Greece's membership of EMU has a wider symbolism. In the early 1990s "...it became fashionable to portray Greece as an awkward partner or indeed a black sheep in the European Union" because of its economic mismanagement and frequently non-cooperative spirit in political matters.1 Greek admission to the euro zone indicates that after a long process of democratization and economic reforms Greece has become - in economic and political terms - a country like any other member of the European Union. Greece is finally coming home to Europe.
Greece's admission to the euro club raises several questions. How was Greece able to comply with the convergence criteria? What are the costs and benefits of EMU from the Greek perspective? Do the benefits of the Greek admission to EMU outweigh the costs from the perspective of the current EMU members? In particular, is the current process of economic reform in Greece sustainable? We address these questions in the following.
The Greek Way into the Euro Zone
In 1992, when the Maastricht Treaty was negotiated to establish the legal framework for EMU, Greece was the country with the greatest adjustment problems among the EU member countries.2 Inflation and fiscal deficits were well above the EU average, while the Greek economy grew more slowly than that of the EU (see Figures 1-3). This difficult economic situation was the consequence of very expansionary economic policies during the 1980s.3 Public consumption was increased by a policy of deficit spending. The expansionary fiscal policy was supplemented by a loose monetary policy leading to high inflation and a steady depreciation of the drachma. Wages were automatically adjusted to price increases through an indexation scheme, which led to further pressures on prices and devaluations of the drachma. The increasing current account deficits could only be financed by means of EU transfers and foreign loans.

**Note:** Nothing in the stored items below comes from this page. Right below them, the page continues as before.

//! Parses a C++ compound statement and prints its outline.
//!
//! ```text
//! cpp-parser input.cpp
//! cpp-parser --trace --max-depth 512 input.cpp
//! ```

use clap::Parser;
use parsing_example::cpp::CppParser;
use parsing_framework::config::DEFAULT_MAX_RECURSION_DEPTH;
use parsing_framework::ParserConfig;
use std::error::Error;
use std::path::PathBuf;
use std::{fs, io, process};

#[derive(Parser)]
#[command(name = "cpp-parser")]
#[command(about = "Parses a C++ compound statement and prints its outline")]
struct Args {
    /// Source file containing one compound statement
    file: PathBuf,

    /// Write a trace of rule activations to standard error
    #[arg(long)]
    trace: bool,

    /// Maximum number of nested rule activations
    #[arg(long, default_value_t = DEFAULT_MAX_RECURSION_DEPTH)]
    max_depth: usize,
}

fn run(args: &Args) -> Result<(), Box<dyn Error>> {
    let source = fs::read_to_string(&args.file)?;
    let file_name = args.file.display().to_string();
    let parser = CppParser::with_config(
        ParserConfig::new().with_max_recursion_depth(args.max_depth),
    )?;

    let result = if args.trace {
        let log = parser.domain().parse_log(Box::new(io::stderr()));
        parser.trace_statement(&source, &file_name, log)
    } else {
        parser.parse_statement(&source, &file_name)
    };
    let statement = result.map_err(|error| error.render())?;

    let mut outline = String::new();
    statement.write_outline(&mut outline, 0)?;
    print!("{outline}");
    Ok(())
}

fn main() {
    let args = Args::parse();
    if let Err(error) = run(&args) {
        eprintln!("{error}");
        process::exit(1);
    }
}
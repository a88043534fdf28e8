use super::ast::{BinaryOp, CppValue, Expression, UnaryOp};
use parsing_framework::{ActionContext, GrammarBuilder, Parser, RuleBuilder};

pub const NAME: &str = "ExpressionGrammar";

/// Words an identifier may not be.
pub const KEYWORDS: &[&str] = &["if", "else", "while", "return"];

fn take_expression(ctx: &mut ActionContext<'_, CppValue>, instance: &str) -> Option<Expression> {
    ctx.take_instance(instance).and_then(CppValue::into_expression)
}

/// Moves the value of the nonterminal instance `instance` into the frame.
fn pass(instance: &'static str) -> impl Fn(&mut ActionContext<'_, CppValue>) + Send + Sync {
    move |ctx| match take_expression(ctx, instance) {
        Some(expression) => ctx.set_value(CppValue::Expression(expression)),
        None => ctx.reject(),
    }
}

/// A left-associative binary level:
///
/// `Name ::= Operand (op Operand!)*`
fn binary_level(
    name: &str,
    info: &str,
    operand: &'static str,
    operators: &[(&str, BinaryOp)],
) -> RuleBuilder<CppValue> {
    let operator = Parser::choice(
        operators
            .iter()
            .enumerate()
            .map(|(index, (text, _))| Parser::literal(text).action(&format!("op{index}"))),
    );
    let definition = Parser::nonterminal(operand).action("first").then(
        operator
            .then(Parser::nonterminal(operand).expect())
            .action("combine")
            .star(),
    );

    let mut rule = RuleBuilder::new(name, definition)
        .info(info)
        .value("Expression")
        .local("op")
        .action("first", pass(operand))
        .action("combine", move |ctx| {
            let right = take_expression(ctx, operand);
            let frame = ctx.frame_mut();
            let (Some(CppValue::Operator(op)), Some(right), Some(CppValue::Expression(left))) =
                (frame.take_local("op"), right, frame.take_value())
            else {
                ctx.reject();
                return;
            };
            ctx.set_value(CppValue::Expression(Expression::binary(op, left, right)));
        });
    for (index, &(_, op)) in operators.iter().enumerate() {
        rule = rule.action(format!("op{index}"), move |ctx| {
            ctx.frame_mut().set_local("op", CppValue::Operator(op));
        });
    }
    rule
}

fn identifier_chars() -> Parser<CppValue> {
    Parser::id_start().then(Parser::id_cont().star()).token()
}

fn comment() -> Parser<CppValue> {
    let line = Parser::literal("//").then(Parser::any_char().except(Parser::char('\n')).star());
    let block = Parser::literal("/*")
        .then(Parser::any_char().except(Parser::literal("*/")).star())
        .then(Parser::literal("*/").expect());
    line.or(block)
}

/// Expressions of the C++ subset, from `||` down to primaries.
///
/// The grammar also owns the `Spacing` rule (white space and both comment
/// forms), which grammars built on top of it link to as their skip rule.
pub fn grammar() -> GrammarBuilder<CppValue> {
    use BinaryOp::*;

    let unary = Parser::char('-')
        .then(Parser::nonterminal("Unary").expect())
        .action("negate")
        .or(Parser::char('!')
            .then(Parser::nonterminal("Unary").expect())
            .action("not"))
        .or(Parser::nonterminal("Primary").action("primary"));

    let primary = Parser::nonterminal("Integer")
        .action("integer")
        .or(Parser::nonterminal("Identifier").action("identifier"))
        .or(Parser::char('(')
            .then(Parser::nonterminal("Expression").expect())
            .then(Parser::char(')').expect())
            .action("parenthesized"));

    GrammarBuilder::new(NAME)
        .namespace("cpp")
        .rule(
            RuleBuilder::new("Expression", Parser::nonterminal("LogicalOr").action("value"))
                .info("expression")
                .value("Expression")
                .action("value", pass("LogicalOr")),
        )
        .rule(binary_level("LogicalOr", "logical or", "LogicalAnd", &[("||", LogicalOr)]))
        .rule(binary_level("LogicalAnd", "logical and", "Equality", &[("&&", LogicalAnd)]))
        .rule(binary_level(
            "Equality",
            "equality",
            "Relational",
            &[("==", Equal), ("!=", NotEqual)],
        ))
        .rule(binary_level(
            "Relational",
            "relational",
            "Additive",
            &[("<=", LessEqual), (">=", GreaterEqual), ("<", Less), (">", Greater)],
        ))
        .rule(binary_level(
            "Additive",
            "additive",
            "Multiplicative",
            &[("+", Add), ("-", Subtract)],
        ))
        .rule(binary_level(
            "Multiplicative",
            "multiplicative",
            "Unary",
            &[("*", Multiply), ("/", Divide), ("%", Remainder)],
        ))
        .rule(
            RuleBuilder::new("Unary", unary)
                .info("unary expression")
                .value("Expression")
                .action("negate", |ctx| apply_unary(ctx, UnaryOp::Negate))
                .action("not", |ctx| apply_unary(ctx, UnaryOp::Not))
                .action("primary", pass("Primary")),
        )
        .rule(
            RuleBuilder::new("Primary", primary)
                .info("primary expression")
                .value("Expression")
                .action("integer", pass("Integer"))
                .action("identifier", pass("Identifier"))
                .action("parenthesized", pass("Expression")),
        )
        .rule(
            RuleBuilder::new("Integer", Parser::digit().plus().token().action("value"))
                .info("integer literal")
                .value("Expression")
                .action("value", |ctx| {
                    let text = ctx.text().to_string();
                    match text.parse::<i64>() {
                        Ok(value) => ctx.set_value(CppValue::Expression(Expression::Integer(value))),
                        Err(_) => ctx.raise(format!("integer literal '{text}' is out of range")),
                    }
                }),
        )
        .rule(
            RuleBuilder::new(
                "Identifier",
                identifier_chars()
                    .except(Parser::keyword_list(identifier_chars(), KEYWORDS))
                    .action("value"),
            )
            .info("identifier")
            .value("Expression")
            .action("value", |ctx| {
                let name = ctx.text().to_string();
                ctx.set_value(CppValue::Expression(Expression::Identifier(name)));
            }),
        )
        .rule(RuleBuilder::new("Spacing", Parser::space().or(comment()).plus()).info("white space"))
        .start("Expression")
        .skip("Spacing")
}

fn apply_unary(ctx: &mut ActionContext<'_, CppValue>, op: UnaryOp) {
    match take_expression(ctx, "Unary") {
        Some(operand) => ctx.set_value(CppValue::Expression(Expression::Unary {
            op,
            operand: Box::new(operand),
        })),
        None => ctx.reject(),
    }
}
/// Outcome of a single parser invocation.
///
/// `length` is only meaningful when `hit` is true; [`Match::nothing`]
/// always carries a length of zero.
#[derive(Debug, Clone, Copy, PartialEq, Eq)]
pub struct Match {
    hit: bool,
    length: usize,
}

impl Match {
    /// A successful match that consumed `length` code points.
    pub fn hit(length: usize) -> Self {
        Self { hit: true, length }
    }

    /// A successful match that consumed nothing.
    pub fn empty() -> Self {
        Self::hit(0)
    }

    /// A soft failure.
    pub fn nothing() -> Self {
        Self {
            hit: false,
            length: 0,
        }
    }

    pub fn is_hit(&self) -> bool {
        self.hit
    }

    pub fn length(&self) -> usize {
        self.length
    }

    /// Extends this match by the length of `other`, following the match
    /// when both sides hit.
    pub fn concatenate(self, other: Match) -> Match {
        if self.hit && other.hit {
            Match::hit(self.length + other.length)
        } else {
            Match::nothing()
        }
    }
}
use crate::cursor::Cursor;
use crate::log::ParseLog;
use parsing_common::{Checkpoint, Position, RuleId, Span, TextSlice};
use std::sync::Arc;

/// Per-parse input state.
///
/// A scanner owns the cursor over one file's code points together with the
/// file's identity, the grammar's skip rule and the two flags that suppress
/// skipping: `skipping` (the skip rule is itself running) and the token
/// depth (the parser is inside one or more `Token` groups).
#[derive(Debug)]
pub struct Scanner {
    cursor: Cursor,
    file_index: usize,
    file_name: Arc<str>,
    skip_rule: Option<RuleId>,
    skipping: bool,
    token_depth: usize,
    log: Option<ParseLog>,
}

impl Scanner {
    pub fn new(buffer: Arc<[char]>, file_index: usize, file_name: impl Into<Arc<str>>) -> Self {
        Self {
            cursor: Cursor::with_arc(buffer),
            file_index,
            file_name: file_name.into(),
            skip_rule: None,
            skipping: false,
            token_depth: 0,
            log: None,
        }
    }

    /// Creates a scanner over a string, converting it to code points.
    pub fn from_text(input: &str, file_index: usize, file_name: impl Into<Arc<str>>) -> Self {
        let buffer: Arc<[char]> = input.chars().collect::<Vec<_>>().into();
        Self::new(buffer, file_index, file_name)
    }

    pub fn with_skip_rule(mut self, skip_rule: Option<RuleId>) -> Self {
        self.skip_rule = skip_rule;
        self
    }

    pub fn with_log(mut self, log: ParseLog) -> Self {
        self.log = Some(log);
        self
    }

    pub fn cursor(&self) -> &Cursor {
        &self.cursor
    }

    pub fn cursor_mut(&mut self) -> &mut Cursor {
        &mut self.cursor
    }

    pub fn file_index(&self) -> usize {
        self.file_index
    }

    pub fn file_name(&self) -> &str {
        &self.file_name
    }

    pub fn shared_file_name(&self) -> Arc<str> {
        Arc::clone(&self.file_name)
    }

    pub fn skip_rule(&self) -> Option<RuleId> {
        self.skip_rule
    }

    /// Returns the skip rule if it should run at the current point:
    /// a skip rule exists, it is not already running, and no `Token`
    /// group is open.
    pub fn active_skip_rule(&self) -> Option<RuleId> {
        if self.skipping || self.token_depth > 0 {
            None
        } else {
            self.skip_rule
        }
    }

    pub fn begin_skip(&mut self) {
        self.skipping = true;
    }

    pub fn end_skip(&mut self) {
        self.skipping = false;
    }

    pub fn is_skipping(&self) -> bool {
        self.skipping
    }

    pub fn begin_token(&mut self) {
        self.token_depth += 1;
    }

    pub fn end_token(&mut self) {
        self.token_depth = self.token_depth.saturating_sub(1);
    }

    pub fn in_token(&self) -> bool {
        self.token_depth > 0
    }

    pub fn log_mut(&mut self) -> Option<&mut ParseLog> {
        self.log.as_mut()
    }

    pub fn take_log(&mut self) -> Option<ParseLog> {
        self.log.take()
    }

    pub fn position(&self) -> Position {
        self.cursor.position()
    }

    pub fn offset(&self) -> usize {
        self.cursor.offset()
    }

    pub fn is_eof(&self) -> bool {
        self.cursor.is_eof()
    }

    pub fn peek(&self) -> Option<char> {
        self.cursor.peek()
    }

    pub fn advance(&mut self) -> Option<char> {
        self.cursor.advance()
    }

    pub fn checkpoint(&self) -> Checkpoint {
        self.cursor.checkpoint()
    }

    pub fn restore(&mut self, checkpoint: Checkpoint) {
        self.cursor.restore(checkpoint);
    }

    /// The span from `start` to the current position.
    pub fn span_from(&self, start: Checkpoint) -> Span {
        Span::between(self.file_index, start.position(), self.position())
    }

    /// An empty span at the current position.
    pub fn current_span(&self) -> Span {
        Span::at(self.file_index, self.position())
    }

    /// An empty span at the farthest position reached so far.
    pub fn farthest_span(&self) -> Span {
        Span::at(self.file_index, self.cursor.farthest())
    }

    /// The text consumed since `start`.
    pub fn text_from(&self, start: Checkpoint) -> TextSlice {
        self.cursor.slice(start.index(), self.offset())
    }
}

#[cfg(test)]
mod tests {
    use super::*;

    #[test]
    fn test_token_suppresses_skip_rule() {
        let mut scanner = Scanner::from_text("a b", 0, "test").with_skip_rule(Some(RuleId::new(3)));
        assert_eq!(scanner.active_skip_rule(), Some(RuleId::new(3)));
        scanner.begin_token();
        scanner.begin_token();
        scanner.end_token();
        assert_eq!(scanner.active_skip_rule(), None);
        scanner.end_token();
        assert_eq!(scanner.active_skip_rule(), Some(RuleId::new(3)));
    }

    #[test]
    fn test_skipping_suppresses_skip_rule() {
        let mut scanner = Scanner::from_text(" ", 0, "test").with_skip_rule(Some(RuleId::new(0)));
        scanner.begin_skip();
        assert_eq!(scanner.active_skip_rule(), None);
        scanner.end_skip();
        assert!(!scanner.is_skipping());
    }

    #[test]
    fn test_span_and_text_from_checkpoint() {
        let mut scanner = Scanner::from_text("ab\ncd", 4, "file.cpp");
        scanner.advance();
        let start = scanner.checkpoint();
        scanner.advance();
        scanner.advance();
        scanner.advance();
        let span = scanner.span_from(start);
        assert_eq!(span.file_index, 4);
        assert_eq!((span.start, span.end), (1, 4));
        assert_eq!((span.start_line, span.end_line), (1, 2));
        assert_eq!(scanner.text_from(start).to_string(), "b\nc");
    }
}
//! Common Framework
//!
//! Value types shared by `scanner-framework` and `parsing-framework`:
//! source positions, backtracking checkpoints, spans, match results and
//! shared code-point slices.

pub mod checkpoint;
pub mod id;
pub mod matching;
pub mod position;
pub mod span;
pub mod text_slice;

pub use checkpoint::Checkpoint;
pub use id::{GrammarId, RuleId};
pub use matching::Match;
pub use position::Position;
pub use span::Span;
pub use text_slice::TextSlice;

In 1992 the interplay of two factors brought a turning point in Greek economic and European policy.4 Firstly, at the beginning of the 1990s it became increasingly evident that economic policies had failed. Both the Greek public and the policy-makers realized that the stop-and-go policies of the 1980s had not only failed to deliver steady economic growth and to secure high employment. On the contrary, they had produced high inflation, a stagnant economy, high unemployment, and growing fiscal deficits. It was a necessary precondition for the introduction of a new adjustment policy that the ruling socialist party (PASOK) gave up this old fashioned Keynesian style policy after 1993.
Secondly, the high popularity of the idea of Greek participation in the EMU and the pro-European attitude of the majority of the Greek public made the policy change easier. The adoption of the common currency and the common monetary policy was seen as a means to end the national mismanagement of monetary and economic policy. The fear of being left behind in a less integrated, "second class" group of countries made it necessary to rethink Greece's policy towards the European Union.
When the new government came into office after the elections in autumn 1993, it introduced a new convergence program for the period 1994-1999 according to the requirements of Article 116 (2a) Treaty on European Community (TEC). Greece committed itself to an ambitious macroeconomic stabilization policy in order to reduce inflation from 10.8% (1993) to 3.3% (1999), to restrict the budget deficit from 13.2% of GDP (1994) to 2.1% of GDP (1999) and public debt from 112% of GDP (1994) to 103% (1999). Greece was determined to comply with the exchange-rate criteria by 1997 and to reduce long-term interest rates from 19.5% (1994) to 2.1% (1999).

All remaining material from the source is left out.